Die Bonner Republik
Ansgar Fürst
Die Bonner Republik umfaßt ziemlich genau den Zeitraum, den der englische Historiker Eric Hobsbawm das »Goldene Zeitalter« nennt, das dem »Katastrophenzeitalter« auf dem Fuße folgte. Für die Deutschen war eine staunenswerte Normalität das Signum dieser Epoche. Dem neuen demokratischen Staatswesen, das da 1949 in einem fast beiläufigen Gründungsakt als Provisorium entstand, fehlte jedes Moment der Größe.

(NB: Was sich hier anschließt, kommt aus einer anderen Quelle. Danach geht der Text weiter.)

//! C4 — the phase event service: the single entry point every phase-
//! relevant topic is routed through. Ties the ports (C2 ledger, C3
//! counters, C6 job record) and C5's pure `decide` together behind
//! `handle(envelope)`, following the four-step contract of spec §4.4:
//! validate, dedup, interpret by event role, apply + publish.
//!
//! Design note (spec §9): dispatch on event role is a static match over
//! topic strings rather than dynamic trait-object dispatch — every topic
//! this service understands is known at compile time.

use crate::domain::{CounterKind, Job, JobId, LedgerSnapshot, Modality, Stage};
use crate::emitter::CompletionEmitter;
use crate::ports::{AssetCounterPort, AssetCounterState, EventLedgerPort, JobRecordPort};
use crate::topics::{self, classify};
use crate::transition::{self, Emission};
use pvm_core::{CorrelationId, EventBus, EventEnvelope, EventRole, OrchestratorError};
use serde_json::json;
use std::sync::Arc;
use std::time::Duration;
use tracing::{info, warn};

/// The decoded shape of an incoming envelope, resolved from its topic.
/// Sealed to this crate's known topic set — an unrecognized topic never
/// reaches this enum (see [`PhaseEventService::handle`]'s early return).
#[derive(Debug, Clone)]
pub enum PhaseEvent {
    AssetProgress { kind: CounterKind },
    BatchAnnouncement { kind: CounterKind, expected: i64 },
    PhaseCompletion,
    Failure,
}

fn decode(topic: &str) -> Option<PhaseEvent> {
    use topics::*;
    let role = classify(topic)?;
    Some(match (role, topic) {
        (EventRole::AssetProgress, PRODUCTS_IMAGE_READY) => PhaseEvent::AssetProgress {
            kind: CounterKind::new(Modality::Image, Stage::Collect),
        },
        (EventRole::AssetProgress, VIDEO_KEYFRAMES_READY) => PhaseEvent::AssetProgress {
            kind: CounterKind::new(Modality::Video, Stage::Collect),
        },
        (EventRole::AssetProgress, IMAGE_EMBEDDING_READY) => PhaseEvent::AssetProgress {
            kind: CounterKind::new(Modality::Image, Stage::Embedding),
        },
        (EventRole::AssetProgress, IMAGE_KEYPOINT_READY) => PhaseEvent::AssetProgress {
            kind: CounterKind::new(Modality::Image, Stage::Keypoint),
        },
        (EventRole::AssetProgress, VIDEO_EMBEDDING_READY) => PhaseEvent::AssetProgress {
            kind: CounterKind::new(Modality::Video, Stage::Embedding),
        },
        (EventRole::AssetProgress, VIDEO_KEYPOINT_READY) => PhaseEvent::AssetProgress {
            kind: CounterKind::new(Modality::Video, Stage::Keypoint),
        },
        (EventRole::BatchAnnouncement, _) => return None, // decoded separately, needs the payload
        (EventRole::PhaseCompletion, _) => PhaseEvent::PhaseCompletion,
        (EventRole::Failure, _) => PhaseEvent::Failure,
        _ => return None,
    })
}

fn batch_announcement_kind(topic: &str) -> Option<CounterKind> {
    match topic {
        topics::PRODUCTS_IMAGES_READY_BATCH => Some(CounterKind::new(Modality::Image, Stage::Collect)),
        topics::VIDEO_KEYFRAMES_READY_BATCH => Some(CounterKind::new(Modality::Video, Stage::Collect)),
        _ => None,
    }
}

fn batch_expected_count(topic: &str, payload: &serde_json::Value) -> Result<i64, OrchestratorError> {
    let field = match topic {
        topics::PRODUCTS_IMAGES_READY_BATCH => "total_images",
        topics::VIDEO_KEYFRAMES_READY_BATCH => "total_keyframes",
        _ => return Err(OrchestratorError::Validation(format!("unrecognized batch topic: {topic}"))),
    };
    payload
        .get(field)
        .and_then(serde_json::Value::as_i64)
        .ok_or_else(|| OrchestratorError::Validation(format!("batch announcement missing integer `{field}`")))
}

pub struct PhaseServiceConfig {
    pub watermark_ttl: Duration,
    pub default_top_k: Option<u32>,
    /// Bounded retries against the `update_phase` CAS before giving up and
    /// surfacing a transient error for the bus to redeliver (spec §4.6).
    pub max_cas_attempts: u32,
}

impl Default for PhaseServiceConfig {
    fn default() -> Self {
        Self {
            watermark_ttl: Duration::from_secs(300),
            default_top_k: None,
            max_cas_attempts: 3,
        }
    }
}

pub struct PhaseEventService<L, C, J, B>
where
    L: EventLedgerPort,
    C: AssetCounterPort,
    J: JobRecordPort,
    B: EventBus,
{
    ledger: Arc<L>,
    counters: Arc<C>,
    jobs: Arc<J>,
    bus: Arc<B>,
    emitter: CompletionEmitter<C, B>,
    config: PhaseServiceConfig,
}

impl<L, C, J, B> PhaseEventService<L, C, J, B>
where
    L: EventLedgerPort,
    C: AssetCounterPort,
    J: JobRecordPort,
    B: EventBus,
{
    pub fn new(ledger: Arc<L>, counters: Arc<C>, jobs: Arc<J>, bus: Arc<B>, config: PhaseServiceConfig) -> Self {
        let emitter = CompletionEmitter::new(counters.clone(), bus.clone(), config.watermark_ttl);
        Self {
            ledger,
            counters,
            jobs,
            bus,
            emitter,
            config,
        }
    }

    /// Step 1+2 of spec §4.4: structural validation, then dedup against the
    /// event ledger. `Ok(false)` means this `event_id` was already seen —
    /// the caller acks without doing anything further.
    async fn admit(&self, envelope: &EventEnvelope) -> Result<bool, OrchestratorError> {
        if envelope.topic.is_empty() {
            return Err(OrchestratorError::Validation("envelope missing topic".into()));
        }
        self.ledger
            .record(envelope.event_id, envelope.job_id, &envelope.topic)
            .await
            .map_err(OrchestratorError::Transient)
    }

    pub async fn handle(&self, envelope: EventEnvelope) -> Result<(), OrchestratorError> {
        let job_id = envelope.job_id;

        if !self.admit(&envelope).await? {
            info!(%job_id, event_id = %envelope.event_id, topic = %envelope.topic, "duplicate event, acking no-op");
            return Ok(());
        }

        if let Some(kind) = batch_announcement_kind(&envelope.topic) {
            let expected = batch_expected_count(&envelope.topic, &envelope.payload)?;
            let state = self
                .counters
                .initialize(job_id, kind, expected, self.config.watermark_ttl)
                .await
                .map_err(OrchestratorError::Transient)?;
            return self.advance_from_terminal_counter(job_id, kind, state).await;
        }

        let decoded = decode(&envelope.topic)
            .ok_or_else(|| OrchestratorError::Validation(format!("unrecognized topic: {}", envelope.topic)))?;

        match decoded {
            PhaseEvent::AssetProgress { kind } => self.handle_asset_progress(job_id, kind).await,
            PhaseEvent::PhaseCompletion => self.handle_phase_completion(job_id, &envelope.topic).await,
            PhaseEvent::Failure => self.handle_failure(job_id).await,
            PhaseEvent::BatchAnnouncement { .. } => unreachable!("handled above via batch_announcement_kind"),
        }
    }

    async fn handle_asset_progress(&self, job_id: JobId, kind: CounterKind) -> Result<(), OrchestratorError> {
        let state = self
            .counters
            .observe(job_id, kind, 1, 0)
            .await
            .map_err(OrchestratorError::Transient)?;
        self.advance_from_terminal_counter(job_id, kind, state).await
    }

    /// Shared by a per-asset `observe` and a batch `initialize` (spec §4.3:
    /// an `expected=0` batch must seed siblings / emit completion exactly
    /// like a counter that closed out through per-asset progress). No-ops
    /// if `state` isn't terminal yet.
    async fn advance_from_terminal_counter(
        &self,
        job_id: JobId,
        kind: CounterKind,
        state: AssetCounterState,
    ) -> Result<(), OrchestratorError> {
        let now = chrono::Utc::now();
        if !state.is_terminal(now) {
            return Ok(());
        }

        if kind.stage == Stage::Collect {
            // Lazily seed the sibling feature-extraction counters now that
            // the collector's total is known (spec: no `*.ready.batch` for
            // embeddings/keypoints on the wire).
            for stage in [Stage::Embedding, Stage::Keypoint] {
                let sibling = CounterKind::new(kind.modality, stage);
                self.counters
                    .initialize(job_id, sibling, state.processed, self.config.watermark_ttl)
                    .await
                    .map_err(OrchestratorError::Transient)?;
            }
            return Ok(());
        }

        self.emitter
            .try_emit(job_id, kind, state)
            .await
            .map_err(OrchestratorError::Transient)?;
        Ok(())
    }

    async fn handle_phase_completion(&self, job_id: JobId, topic: &str) -> Result<(), OrchestratorError> {
        for attempt in 0..self.config.max_cas_attempts {
            let Some(job) = self.jobs.get(job_id).await.map_err(OrchestratorError::Transient)? else {
                return Err(OrchestratorError::Logical(format!("no job record for {job_id}")));
            };

            let names = self
                .jobs_ledger_view(job_id, topic)
                .await
                .map_err(OrchestratorError::Transient)?;
            let ledger = LedgerSnapshot::from_event_names(names);

            let decision = transition::decide(&job, &ledger, false, self.config.default_top_k);
            let Some(new_phase) = decision.new_phase else {
                return Ok(());
            };

            let applied = self
                .jobs
                .update_phase(job_id, job.phase, new_phase)
                .await
                .map_err(OrchestratorError::Transient)?;

            if applied {
                self.publish_emissions(job_id, decision.emit).await?;
                return Ok(());
            }

            warn!(%job_id, attempt, "phase CAS lost race, retrying");
        }

        Err(OrchestratorError::Transient(anyhow::anyhow!(
            "exhausted CAS attempts applying phase transition for job {job_id}"
        )))
    }

    async fn handle_failure(&self, job_id: JobId) -> Result<(), OrchestratorError> {
        let Some(job) = self.jobs.get(job_id).await.map_err(OrchestratorError::Transient)? else {
            return Err(OrchestratorError::Logical(format!("no job record for {job_id}")));
        };

        if job.phase.is_terminal() {
            return Ok(());
        }

        let ledger = LedgerSnapshot::new();
        let decision = transition::decide(&job, &ledger, true, None);
        if let Some(new_phase) = decision.new_phase {
            let applied = self
                .jobs
                .update_phase(job_id, job.phase, new_phase)
                .await
                .map_err(OrchestratorError::Transient)?;
            if applied {
                self.publish_emissions(job_id, decision.emit).await?;
            }
        }
        Ok(())
    }

    async fn publish_emissions(&self, job_id: JobId, emissions: Vec<Emission>) -> Result<(), OrchestratorError> {
        for emission in emissions {
            match emission {
                Emission::MatchRequest { top_k } => {
                    let payload = json!({ "job_id": job_id, "top_k": top_k });
                    self.bus
                        .publish(topics::MATCH_REQUEST, job_id, payload, CorrelationId::from_job(job_id))
                        .await?;
                }
                Emission::JobCompleted => {
                    let payload = json!({ "job_id": job_id });
                    self.bus
                        .publish(topics::JOB_COMPLETED, job_id, payload, CorrelationId::from_job(job_id))
                        .await?;
                }
                Emission::JobFailedDownstream { reason } => {
                    warn!(%job_id, reason, "job transitioned to failed");
                }
            }
        }
        Ok(())
    }

    /// The ledger view `decide` reasons over includes the event that just
    /// triggered this call, since `EventLedgerPort::record` already
    /// persisted it before `handle_phase_completion` runs.
    async fn jobs_ledger_view(&self, job_id: JobId, _topic: &str) -> anyhow::Result<Vec<String>> {
        self.ledger.event_names_for_job(job_id).await
    }
}

#[cfg(test)]
mod tests {
    use super::*;

    #[test]
    fn decodes_known_asset_progress_topics() {
        assert!(matches!(
            decode(topics::PRODUCTS_IMAGE_READY),
            Some(PhaseEvent::AssetProgress { kind }) if kind == CounterKind::new(Modality::Image, Stage::Collect)
        ));
        assert!(matches!(decode(topics::JOB_FAILED), Some(PhaseEvent::Failure)));
        assert!(matches!(decode(topics::MATCHINGS_PROCESS_COMPLETED), Some(PhaseEvent::PhaseCompletion)));
    }

    #[test]
    fn batch_announcement_kind_maps_collect_counters() {
        assert_eq!(
            batch_announcement_kind(topics::PRODUCTS_IMAGES_READY_BATCH),
            Some(CounterKind::new(Modality::Image, Stage::Collect))
        );
        assert_eq!(batch_announcement_kind(topics::MATCH_REQUEST), None);
    }

    #[test]
    fn batch_expected_count_reads_per_topic_field() {
        assert_eq!(
            batch_expected_count(topics::PRODUCTS_IMAGES_READY_BATCH, &json!({ "total_images": 12 })).unwrap(),
            12
        );
        assert_eq!(
            batch_expected_count(topics::VIDEO_KEYFRAMES_READY_BATCH, &json!({ "total_keyframes": 5 })).unwrap(),
            5
        );
        assert!(batch_expected_count(topics::PRODUCTS_IMAGES_READY_BATCH, &json!({ "total_keyframes": 5 })).is_err());
        assert!(batch_expected_count(topics::PRODUCTS_IMAGES_READY_BATCH, &json!({})).is_err());
    }
}
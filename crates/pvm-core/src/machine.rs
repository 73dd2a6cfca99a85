//! Pure decision logic, isolated from IO.

use crate::core::{Command, Event};

/// A `Machine` holds whatever small bit of decision state it needs
/// (typically nothing — the real state lives in Postgres and is consulted
/// by the effect that runs the resulting command) and makes a pure
/// decision per event. No IO, no async: a `Machine` is trivially unit
/// testable by constructing an event and asserting on the returned
/// command.
pub trait Machine: Send + Sync {
    type Event: Event;
    type Command: Command;

    /// Decide what, if anything, should happen in response to `event`.
    /// Returning `None` means the event carries no actionable intent for
    /// this machine — not an error.
    fn decide(&mut self, event: &Self::Event) -> Option<Self::Command>;
}
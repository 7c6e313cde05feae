/**
 * Tag Routes
 */
use std::collections::HashMap;

use axum::{
    extract::{Query, State},
    http::{HeaderMap, StatusCode},
    Json,
};
use serde::{Deserialize, Serialize};

use crate::db::models::Tag;
use crate::error::ApiError;
use crate::listing::{self, ListResponse, TAGS};
use crate::routes::{ApiJson, ApiResponse};
use crate::state::AppState;

pub const MAX_TAG_CHARS: usize = 50;

#[derive(Debug, Default, Deserialize, Serialize)]
#[serde(default)]
pub struct CreateTagRequest {
    pub name: String,
}

/// Tags are compared trimmed and lowercased.
pub fn normalize_tag_name(raw: &str) -> Result<String, ApiError> {
    let name = raw.trim().to_lowercase();
    if name.is_empty() {
        return Err(ApiError::validation("Název štítku je povinný"));
    }
    if name.chars().count() > MAX_TAG_CHARS {
        return Err(ApiError::validation(format!(
            "Název štítku může mít nejvýše {MAX_TAG_CHARS} znaků"
        )));
    }
    Ok(name)
}

/// GET /api/tags
pub async fn list_tags(
    State(state): State<AppState>,
    Query(params): Query<HashMap<String, String>>,
) -> Result<Json<ListResponse<Tag>>, ApiError> {
    let pool = state.pool()?;
    Ok(Json(listing::handle_get_request(pool, &TAGS, &params).await?))
}

/// POST /api/tags
/// 201 with the new tag, or 200 with the existing one of the same name.
pub async fn create_tag(
    State(state): State<AppState>,
    headers: HeaderMap,
    ApiJson(payload): ApiJson<CreateTagRequest>,
) -> Result<(StatusCode, Json<ApiResponse<Tag>>), ApiError> {
    state.current_user(&headers).await?;
    let name = normalize_tag_name(&payload.name)?;
    let pool = state.pool()?;

    let inserted = sqlx::query_as::<_, Tag>(
        "INSERT INTO tags (name) VALUES ($1) ON CONFLICT (name) DO NOTHING RETURNING id, name",
    )
    .bind(&name)
    .fetch_optional(pool)
    .await?;

    if let Some(tag) = inserted {
        return Ok((
            StatusCode::CREATED,
            Json(ApiResponse::with_message("Štítek byl vytvořen", tag)),
        ));
    }

    let existing = sqlx::query_as::<_, Tag>("SELECT id, name FROM tags WHERE name = $1")
        .bind(&name)
        .fetch_one(pool)
        .await?;

    Ok((StatusCode::OK, Json(ApiResponse::data(existing))))
}

#[cfg(test)]
mod tests {
    use super::*;
    use crate::routes::test_support::{call, Harness};
    use axum::routing::get;
    use axum::Router;
    use serde_json::json;

    #[test]
    fn test_normalize_tag_name() {
        assert_eq!(normalize_tag_name("  Canine ").unwrap(), "canine");
        assert!(normalize_tag_name("   ").is_err());
        assert!(normalize_tag_name(&"x".repeat(MAX_TAG_CHARS + 1)).is_err());
        assert!(normalize_tag_name(&"ž".repeat(MAX_TAG_CHARS)).is_ok());
    }

    #[tokio::test]
    async fn test_create_tag_requires_login() {
        let h = Harness::new();
        let app = Router::new()
            .route("/api/tags", get(list_tags).post(create_tag))
            .with_state(h.state.clone());

        let (status, _) = call(
            app.clone(),
            "POST",
            "/api/tags",
            None,
            Some(json!({ "name": "canine" })),
        )
        .await;
        assert_eq!(status, StatusCode::UNAUTHORIZED);

        let (_, token) = h.user("fox").await;
        let (status, _) = call(app, "POST", "/api/tags", Some(&token), Some(json!({ "name": "" }))).await;
        assert_eq!(status, StatusCode::BAD_REQUEST);
    }
}
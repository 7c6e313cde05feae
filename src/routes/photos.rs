/**
 * Photo Routes
 * Browsing, likes, tagging and multipart photo upload
 */
use std::collections::HashMap;

use axum::{
    extract::{Multipart, Path, Query, State},
    http::{HeaderMap, StatusCode},
    Json,
};
use chrono::NaiveDate;
use serde::{Deserialize, Serialize};

use crate::auth::request::can_edit_photographer;
use crate::db::models::{Photo, PhotoDetails, PublicUser, Tag};
use crate::error::ApiError;
use crate::listing::{self, ListResponse, SqlParam, PHOTOS};
use crate::routes::blobs::{read_image_field, UploadedImage};
use crate::routes::{parse_date, parse_id, ApiJson, ApiResponse};
use crate::state::AppState;

const PHOTO_COLUMNS: &str = "id, event_id, photographer_id, likes, date, created_at";

#[derive(Debug, Serialize, Deserialize)]
pub struct LikesResponse {
    pub id: i32,
    pub likes: i32,
}

#[derive(Debug, Default, Deserialize, Serialize)]
#[serde(default, rename_all = "camelCase")]
pub struct AssignTagsRequest {
    pub tag_ids: Vec<i32>,
}

// ============================================================================
// Reads
// ============================================================================

/// GET /api/photos
/// Filters: `event_id`, `photographer_id`, `date`, plus `tag_id`.
pub async fn list_photos(
    State(state): State<AppState>,
    Query(params): Query<HashMap<String, String>>,
) -> Result<Json<ListResponse<Photo>>, ApiError> {
    let pagination = listing::parse_pagination_params(&params, &PHOTOS);
    let mut filter = listing::parse_filter_params(&params, PHOTOS.exact_fields, PHOTOS.text_fields)?;

    if let Some(raw) = params.get("tag_id").map(|v| v.trim()).filter(|v| !v.is_empty()) {
        let tag_id = raw
            .parse::<i64>()
            .map_err(|_| ApiError::validation("Neplatná hodnota parametru tag_id"))?;
        filter.push(
            |n| format!("id IN (SELECT photo_id FROM photo_tags WHERE tag_id = ${n})"),
            SqlParam::Int(tag_id),
        );
    }

    let pool = state.pool()?;
    Ok(Json(
        listing::fetch_page(pool, &PHOTOS, &pagination, &filter).await?,
    ))
}

/// GET /api/photos/{id} - with event and photographer names and tag names
pub async fn get_photo(
    State(state): State<AppState>,
    Path(id): Path<String>,
) -> Result<Json<ApiResponse<PhotoDetails>>, ApiError> {
    let id = parse_id(&id)?;
    let pool = state.pool()?;

    let photo = sqlx::query_as::<_, PhotoDetails>(
        r#"
        SELECT p.id, p.event_id, p.photographer_id, p.likes, p.date, p.created_at,
               e.name AS event_name,
               ph.name AS photographer_name,
               COALESCE(
                   ARRAY_AGG(t.name ORDER BY t.name) FILTER (WHERE t.name IS NOT NULL),
                   '{}'::text[]
               ) AS tags
        FROM photos p
        LEFT JOIN events e ON e.id = p.event_id
        LEFT JOIN photographers ph ON ph.id = p.photographer_id
        LEFT JOIN photo_tags pt ON pt.photo_id = p.id
        LEFT JOIN tags t ON t.id = pt.tag_id
        WHERE p.id = $1
        GROUP BY p.id, e.name, ph.name
        "#,
    )
    .bind(id)
    .fetch_optional(pool)
    .await?
    .ok_or_else(ApiError::not_found)?;

    Ok(Json(ApiResponse::data(photo)))
}

// ============================================================================
// Likes
// ============================================================================

/// POST /api/photos/{id}/like
/// Anonymous counter; no per-user tracking.
pub async fn like_photo(
    State(state): State<AppState>,
    Path(id): Path<String>,
) -> Result<Json<ApiResponse<LikesResponse>>, ApiError> {
    adjust_likes(&state, &id, "likes + 1").await
}

/// POST /api/photos/{id}/unlike - never drops below zero
pub async fn unlike_photo(
    State(state): State<AppState>,
    Path(id): Path<String>,
) -> Result<Json<ApiResponse<LikesResponse>>, ApiError> {
    adjust_likes(&state, &id, "GREATEST(likes - 1, 0)").await
}

async fn adjust_likes(
    state: &AppState,
    raw_id: &str,
    expression: &'static str,
) -> Result<Json<ApiResponse<LikesResponse>>, ApiError> {
    let id = parse_id(raw_id)?;
    let pool = state.pool()?;

    let (likes,): (i32,) = sqlx::query_as(&format!(
        "UPDATE photos SET likes = {expression} WHERE id = $1 RETURNING likes"
    ))
    .bind(id)
    .fetch_optional(pool)
    .await?
    .ok_or_else(ApiError::not_found)?;

    Ok(Json(ApiResponse::data(LikesResponse { id, likes })))
}

// ============================================================================
// Tags
// ============================================================================

/// POST /api/photos/{id}/tags - the photo's photographer or an admin
/// Unknown tag ids are skipped; already assigned ones are left alone.
pub async fn assign_tags(
    State(state): State<AppState>,
    headers: HeaderMap,
    Path(id): Path<String>,
    ApiJson(payload): ApiJson<AssignTagsRequest>,
) -> Result<Json<ApiResponse<Vec<Tag>>>, ApiError> {
    let id = parse_id(&id)?;
    let user = state.current_user(&headers).await?;
    if payload.tag_ids.is_empty() {
        return Err(ApiError::validation("Nebyly zadány žádné štítky"));
    }
    let pool = state.pool()?;

    let (photographer_id,): (i32,) =
        sqlx::query_as("SELECT photographer_id FROM photos WHERE id = $1")
            .bind(id)
            .fetch_optional(pool)
            .await?
            .ok_or_else(ApiError::not_found)?;
    if !can_edit_photographer(&user, photographer_id) {
        return Err(ApiError::forbidden());
    }

    sqlx::query(
        r#"
        INSERT INTO photo_tags (photo_id, tag_id)
        SELECT $1, id FROM tags WHERE id = ANY($2)
        ON CONFLICT DO NOTHING
        "#,
    )
    .bind(id)
    .bind(&payload.tag_ids)
    .execute(pool)
    .await?;

    let tags = sqlx::query_as::<_, Tag>(
        r#"
        SELECT t.id, t.name
        FROM tags t
        JOIN photo_tags pt ON pt.tag_id = t.id
        WHERE pt.photo_id = $1
        ORDER BY t.name
        "#,
    )
    .bind(id)
    .fetch_all(pool)
    .await?;

    Ok(Json(ApiResponse::with_message("Štítky byly přiřazeny", tags)))
}

// ============================================================================
// Upload
// ============================================================================

/// Parsed multipart form of `POST /api/photos`.
#[derive(Debug, Default)]
pub struct PhotoForm {
    pub file: Option<UploadedImage>,
    pub thumbnail: Option<UploadedImage>,
    pub event_id: Option<i32>,
    pub date: Option<NaiveDate>,
    pub photographer_id: Option<i32>,
}

fn optional_id(raw: &str) -> Result<Option<i32>, ApiError> {
    let raw = raw.trim();
    if raw.is_empty() {
        Ok(None)
    } else {
        parse_id(raw).map(Some)
    }
}

pub async fn read_photo_form(
    multipart: &mut Multipart,
    max_bytes: usize,
) -> Result<PhotoForm, ApiError> {
    let mut form = PhotoForm::default();

    while let Some(field) = multipart.next_field().await? {
        let name = field.name().unwrap_or_default().to_string();
        match name.as_str() {
            "file" => form.file = Some(read_image_field(field, max_bytes).await?),
            "thumbnail" => form.thumbnail = Some(read_image_field(field, max_bytes).await?),
            "event_id" | "eventId" => form.event_id = optional_id(&field.text().await?)?,
            "photographer_id" | "photographerId" => {
                form.photographer_id = optional_id(&field.text().await?)?
            }
            "date" => {
                let text = field.text().await?;
                form.date = parse_date(Some(text.as_str()))?;
            }
            other => tracing::debug!(field = other, "ignoring multipart field"),
        }
    }

    Ok(form)
}

/// Admins upload on behalf of any photographer; everybody else as themselves.
fn uploading_photographer(user: &PublicUser, requested: Option<i32>) -> Result<i32, ApiError> {
    if user.is_admin() {
        return requested
            .or(user.photographer_id)
            .ok_or_else(|| ApiError::validation("Chybí fotograf"));
    }
    match (user.photographer_id, requested) {
        (Some(own), None) => Ok(own),
        (Some(own), Some(id)) if id == own => Ok(own),
        (Some(_), Some(_)) => Err(ApiError::forbidden()),
        (None, _) => Err(ApiError::Authorization(
            "Nejprve si vytvořte profil fotografa".to_string(),
        )),
    }
}

/// POST /api/photos
/// Photo row, file and optional thumbnail are written in one transaction.
pub async fn create_photo(
    State(state): State<AppState>,
    headers: HeaderMap,
    mut multipart: Multipart,
) -> Result<(StatusCode, Json<ApiResponse<Photo>>), ApiError> {
    let user = state.current_user(&headers).await?;
    let form = read_photo_form(&mut multipart, state.config.max_upload_bytes).await?;
    let photographer_id = uploading_photographer(&user, form.photographer_id)?;
    let file = form
        .file
        .ok_or_else(|| ApiError::validation("Nebyl nahrán žádný soubor"))?;
    let pool = state.pool()?;

    let mut tx = pool.begin().await?;

    let photo = sqlx::query_as::<_, Photo>(&format!(
        "INSERT INTO photos (event_id, photographer_id, date) VALUES ($1, $2, $3) \
         RETURNING {PHOTO_COLUMNS}"
    ))
    .bind(form.event_id)
    .bind(photographer_id)
    .bind(form.date)
    .fetch_one(&mut *tx)
    .await?;

    sqlx::query(
        "INSERT INTO storage.photo_files (photo_id, data, content_type, original_name) \
         VALUES ($1, $2, $3, $4)",
    )
    .bind(photo.id)
    .bind(&file.data)
    .bind(file.content_type)
    .bind(&file.original_name)
    .execute(&mut *tx)
    .await?;

    if let Some(thumbnail) = &form.thumbnail {
        sqlx::query(
            "INSERT INTO storage.photo_thumbnails (photo_id, data, content_type) \
             VALUES ($1, $2, $3)",
        )
        .bind(photo.id)
        .bind(&thumbnail.data)
        .bind(thumbnail.content_type)
        .execute(&mut *tx)
        .await?;
    }

    tx.commit().await?;

    tracing::info!(
        photo_id = photo.id,
        photographer_id,
        bytes = file.data.len(),
        thumbnail = form.thumbnail.is_some(),
        "photo uploaded"
    );
    Ok((
        StatusCode::CREATED,
        Json(ApiResponse::with_message("Fotografie byla nahrána", photo)),
    ))
}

Was in der Rückschau wie ein ruhig dahinfließender Strom erscheinen mag, als geradliniger Weg ohne Brüche und spektakuläre Wendungen, das erweist sich bei näherer Betrachtung als die Geschichte von Kämpfen mit offenem Ausgang um die Grundorientierung dieses Staats: Um das Bündnis mit dem Westen und den Ausgleich mit dem Osten, um das Verhältnis zur DDR und zum Ziel der Wiedervereinigung und um die Lehren, die aus dem Epochenbruch der Energiekrise von 1973 zu ziehen waren. Wer die Bilder und die Stationen dieses Wegs Revue passieren läßt, der schließlich in das »deutsche Wunder« von 1990 mündet, der wird immer wieder ins Staunen geraten.